EXERCISE OBJECTIVE: Your task is to copy the lines of the data below from the line holding "pub mod voxels;" through the line holding "let mut log_builder", inclusive, exactly and with nothing added.

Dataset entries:
<<<<

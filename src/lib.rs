#![warn(rustdoc::missing_crate_level_docs)]
#![warn(rustdoc::invalid_rust_codeblocks)]

//! # Voxel Object Loader
//!
//! Turns sparse voxel objects (positioned unit cubes carrying a color, an
//! optional light and a metal flag) into engine-agnostic triangle meshes.
//!
//! ## Key Modules
//!
//! * `voxels` - The voxel object model and the occupancy lattice used for culling
//! * `meshing` - Face culling, metadata encoding, palette remapping and mesh assembly
//! * `cache` - Content-addressed caches for compiled geometry and finished meshes
//! * `loader` - The service tying the caches together behind `load` / `load_by_id`
//!
//! ## Usage
//!
//! ```no_run
//! use voxel_object_loader::{LoaderConfig, RequestOptions, VoxelObjectLoader};
//! use voxel_object_loader::voxels::{Rgb, Voxel, VoxelObject};
//!
//! voxel_object_loader::init_logger();
//!
//! let loader = VoxelObjectLoader::new(LoaderConfig::default());
//! let object = VoxelObject::new(2, vec![Voxel::new(0, 0, 0, Rgb::new(200, 40, 40))]);
//! let mesh = pollster::block_on(loader.load(&object, &RequestOptions::default())).unwrap();
//! assert_eq!(mesh.mesh.triangle_count(), 12);
//! ```
//!
//! ## Output
//!
//! Each visible voxel face becomes one quad (two triangles). Emission,
//! roughness and metalness are packed into texture coordinates that index a
//! shared 256x1 ramp texture, so a renderer can bind them as ordinary maps.

use log::info;

pub mod cache;
pub mod config;
pub mod error;
pub mod loader;
pub mod meshing;
pub mod voxels;

pub use config::{LoaderConfig, RequestOptions};
pub use error::{LoaderError, LoaderResult};
pub use loader::{InMemoryObjectSource, ObjectSource, VoxelMesh, VoxelObjectLoader};

/// Installs a stdout logger filtered by `RUST_LOG`.
///
/// Does nothing if a logger is already installed.
pub fn init_logger() {
    let mut log_builder = env_logger::Builder::new();
    let installed = log_builder
        .target(env_logger::Target::Stdout)
        .parse_env("RUST_LOG")
        .try_init()
        .is_ok();

    if installed {
        info!("Logger initialized");
    }
}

>>>>

REPLY:
pub mod voxels;

pub use config::{LoaderConfig, RequestOptions};
pub use error::{LoaderError, LoaderResult};
pub use loader::{InMemoryObjectSource, ObjectSource, VoxelMesh, VoxelObjectLoader};

/// Installs a stdout logger filtered by `RUST_LOG`.
///
/// Does nothing if a logger is already installed.
pub fn init_logger() {
    let mut log_builder = env_logger::Builder::new();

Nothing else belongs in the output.